Michel Onfray a pris connaissance de la campagne d’adhésion lancée par Acrimed. Il a (presque) décidé de répondre favorablement à notre appel à « soutenir et développer la critique des médias » et nous a (presque) fait parvenir une tribune… que nous avons imaginée pour lui.

Censures

Cette fois, c’en est trop. Le pluralisme des opinions dans les médias est gravement menacé. La liberté d’expression est chaque jour un peu plus attaquée. Les mécanismes de censure et d’autocensure ont atteint des niveaux critiques. C’est la démocratie elle-même qui est en péril. Il est temps de réagir.

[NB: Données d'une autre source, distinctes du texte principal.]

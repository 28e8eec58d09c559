//! User-facing diagnostics.
//!
//! Every diagnostic carries a stable textual ID, a severity, and a formatted
//! message. Informational messages go to stdout, warnings and errors to
//! stderr. Errors are fatal to the current job only.

use std::cell::RefCell;
use std::collections::BTreeMap;
use std::fmt;

/// Diagnostic severity.
#[derive(Clone, Copy, Debug, Eq, Ord, PartialEq, PartialOrd)]
pub enum Severity {
    /// Never fatal; printed to stdout.
    Info,
    /// Never fatal; printed to stderr.
    Warning,
    /// Fatal to the current job; printed to stderr.
    Error,
}

impl fmt::Display for Severity {
    fn fmt(&self, f: &mut fmt::Formatter) -> fmt::Result {
        f.write_str(match *self {
            Severity::Info => "info",
            Severity::Warning => "warning",
            Severity::Error => "error",
        })
    }
}

/// A single diagnostic.
#[derive(Clone, Debug, Eq, PartialEq)]
pub struct Message {
    /// Stable textual identifier, e.g. `"GLB_EXTRA_CHUNK"`.
    pub id: &'static str,
    /// Severity of the condition.
    pub severity: Severity,
    /// JSON source path the message is anchored at, when known.
    pub path: String,
    /// Formatted message text.
    pub text: String,
}

impl Message {
    /// Constructs a new message with an empty path.
    pub fn new(id: &'static str, severity: Severity, text: impl Into<String>) -> Self {
        Self {
            id,
            severity,
            path: String::new(),
            text: text.into(),
        }
    }

    /// Returns the same message anchored at a JSON source path.
    pub fn at(mut self, path: impl Into<String>) -> Self {
        self.path = path.into();
        self
    }

    /// Renders the message the way the CLI prints it.
    pub fn to_display_string(&self) -> String {
        if self.path.is_empty() {
            format!("{}: {} [{}]", self.severity, self.text, self.id)
        } else {
            format!("{}: {}: {} [{}]", self.severity, self.path, self.text, self.id)
        }
    }
}

/// Sink for diagnostics.
///
/// Loggers are per-job; no global state.
pub trait Logger {
    /// Records one message.
    fn add(&self, message: Message);

    /// Number of error-severity messages recorded so far.
    fn error_count(&self) -> usize;
}

/// Logger that prints each message as it arrives.
pub struct PrintLogger {
    line_prefix: String,
    error_count: RefCell<usize>,
}

impl PrintLogger {
    /// Creates a print logger with the given per-line prefix.
    pub fn new(line_prefix: impl Into<String>) -> Self {
        Self {
            line_prefix: line_prefix.into(),
            error_count: RefCell::new(0),
        }
    }
}

impl Default for PrintLogger {
    fn default() -> Self {
        Self::new("")
    }
}

impl Logger for PrintLogger {
    fn add(&self, message: Message) {
        let line = format!("{}{}", self.line_prefix, message.to_display_string());
        match message.severity {
            Severity::Info => println!("{}", line),
            Severity::Warning => eprintln!("{}", line),
            Severity::Error => {
                eprintln!("{}", line);
                *self.error_count.borrow_mut() += 1;
            }
        }
    }

    fn error_count(&self) -> usize {
        *self.error_count.borrow()
    }
}

/// Logger that stores messages for later inspection.
#[derive(Default)]
pub struct VecLogger {
    messages: RefCell<Vec<Message>>,
}

impl VecLogger {
    /// Creates an empty logger.
    pub fn new() -> Self {
        Self::default()
    }

    /// Returns a copy of all recorded messages.
    pub fn messages(&self) -> Vec<Message> {
        self.messages.borrow().clone()
    }

    /// True when a message with the given ID was recorded.
    pub fn has_id(&self, id: &str) -> bool {
        self.messages.borrow().iter().any(|m| m.id == id)
    }

    /// Drops all recorded messages.
    pub fn clear(&self) {
        self.messages.borrow_mut().clear();
    }
}

impl Logger for VecLogger {
    fn add(&self, message: Message) {
        self.messages.borrow_mut().push(message);
    }

    fn error_count(&self) -> usize {
        self.messages
            .borrow()
            .iter()
            .filter(|m| m.severity == Severity::Error)
            .count()
    }
}

/// How many subject names a merged message lists before eliding.
const ONCE_NAME_MAX: usize = 3;

/// Merges identical messages, collecting up to three example subject names.
///
/// Flushing emits each distinct (ID, text) pair once, suffixed with the
/// collected names and `(plus K more)` when elided.
pub struct OnceLogger<'a> {
    logger: &'a dyn Logger,
    entries: RefCell<BTreeMap<(&'static str, String), OnceEntry>>,
}

struct OnceEntry {
    severity: Severity,
    names: Vec<String>,
    total: usize,
}

impl<'a> OnceLogger<'a> {
    /// Wraps an underlying logger.
    pub fn new(logger: &'a dyn Logger) -> Self {
        Self {
            logger,
            entries: RefCell::new(BTreeMap::new()),
        }
    }

    /// Records a message, merging it with identical ones.
    pub fn add(&self, name: &str, message: Message) {
        let mut entries = self.entries.borrow_mut();
        let entry = entries
            .entry((message.id, message.text.clone()))
            .or_insert(OnceEntry {
                severity: message.severity,
                names: Vec::new(),
                total: 0,
            });
        entry.total += 1;
        if entry.names.len() < ONCE_NAME_MAX && !name.is_empty() {
            entry.names.push(name.to_string());
        }
    }

    /// Emits each merged message once to the underlying logger.
    pub fn flush(&self) {
        let mut entries = self.entries.borrow_mut();
        for ((id, text), entry) in entries.iter() {
            let mut full = text.clone();
            if !entry.names.is_empty() {
                full.push_str(": ");
                full.push_str(&entry.names.join(", "));
                let elided = entry.total.saturating_sub(entry.names.len());
                if elided != 0 {
                    full.push_str(&format!(" …(plus {} more)", elided));
                }
            }
            self.logger.add(Message::new(id, entry.severity, full));
        }
        entries.clear();
    }
}

impl Drop for OnceLogger<'_> {
    fn drop(&mut self) {
        self.flush();
    }
}

#[cfg(test)]
mod tests {
    use super::*;

    #[test]
    fn vec_logger_counts_errors() {
        let logger = VecLogger::new();
        logger.add(Message::new("A", Severity::Info, "a"));
        logger.add(Message::new("B", Severity::Error, "b"));
        logger.add(Message::new("B", Severity::Error, "b"));
        assert_eq!(logger.error_count(), 2);
        assert!(logger.has_id("A"));
        assert!(!logger.has_id("C"));
    }

    #[test]
    fn once_logger_merges_and_elides() {
        let logger = VecLogger::new();
        {
            let once = OnceLogger::new(&logger);
            for i in 0..5 {
                once.add(
                    &format!("prim{}", i),
                    Message::new("VERTEX_COLOR_DROPPED", Severity::Warning, "dropped"),
                );
            }
            once.flush();
        }
        let messages = logger.messages();
        assert_eq!(messages.len(), 1);
        assert!(messages[0].text.contains("prim0, prim1, prim2"));
        assert!(messages[0].text.contains("plus 2 more"));
    }

    #[test]
    fn once_logger_keeps_distinct_texts_separate() {
        let logger = VecLogger::new();
        let once = OnceLogger::new(&logger);
        once.add("a", Message::new("X", Severity::Warning, "first"));
        once.add("b", Message::new("X", Severity::Warning, "second"));
        once.flush();
        assert_eq!(logger.messages().len(), 2);
    }
}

Avant qu’il ne soit trop tard.

L’exemple le plus spectaculaire et le plus révélateur de cette crise de la démocratie est sans aucun doute la chasse à l’homme qui est menée contre ma personne depuis de longs mois, voire même de longues années. Comme je l’ai en effet rappelé dans l’émission de Laurent Ruquier le 19 septembre, la traque ne date pas d’hier : « Depuis 2005, je crois que c’est depuis 2005, enfin depuis le [livre sur] Freud, je me suis fait assassiner, traiter de tous les noms, rouler dans la boue, enfin, je réhabilitais les thèses d’extrême-droite, j’étais un fasciste, j’étais un nazi… »

Mais je suis toujours là, debout.

Qu’importe si le livre sur Freud a été en réalité publié en 2010. Cela fait désormais plus de 10 ans que l’hydre bien-pensante gaucho-freudo-bobo-sartrienne tente de m’interdire de parler et use de redoutables stratagèmes pour organiser mon excommunication médiatique.

Je tiens d’ailleurs à rendre ici hommage aux rares médias audiovisuels alternatifs qui ont osé braver la censure et m’ont invité à m’exprimer dans leurs émissions dissidentes au cours de l’année écoulée :

« Les Grandes gueules » (RMC), « Des paroles et des actes » (France 2), « On n’est pas couché » (France 2), « La matinale » (France Inter), « Salut les terriens » (Canal +), « Bourdin Direct » (RMC), « Le Petit journal » (Canal +), « Vivement dimanche prochain » (France 2), « Le club de la presse » (Europe 1), « Ce soir ou jamais » (France 2), « Le Grand journal » (Canal +), « C à vous » (France 5), « Zemmour et Naulleau » (Paris première), « 28 minutes » (Arte), Interview par Ruth Elkrief (BFMTV), « La bande originale » (France Inter), « Qu’est-ce qui vous fait courir ? » (Sud Radio), Interview par Audrey Crespo-Mara (LCI), « La voix est libre » (France 3), « Les grandes questions » (France 5), « Le 360 » (BFMTV), « L’invité du soir » (Radio classique), « La grande librairie » (France 5), « Europe 1 week-end » (Europe 1), « Passion classique » (Radio classique), « Les menus plaisirs » (France musique), « Une fois pour toutes » (France culture), « Autour de la question » (RFI), « Partons en live » (France inter) [1].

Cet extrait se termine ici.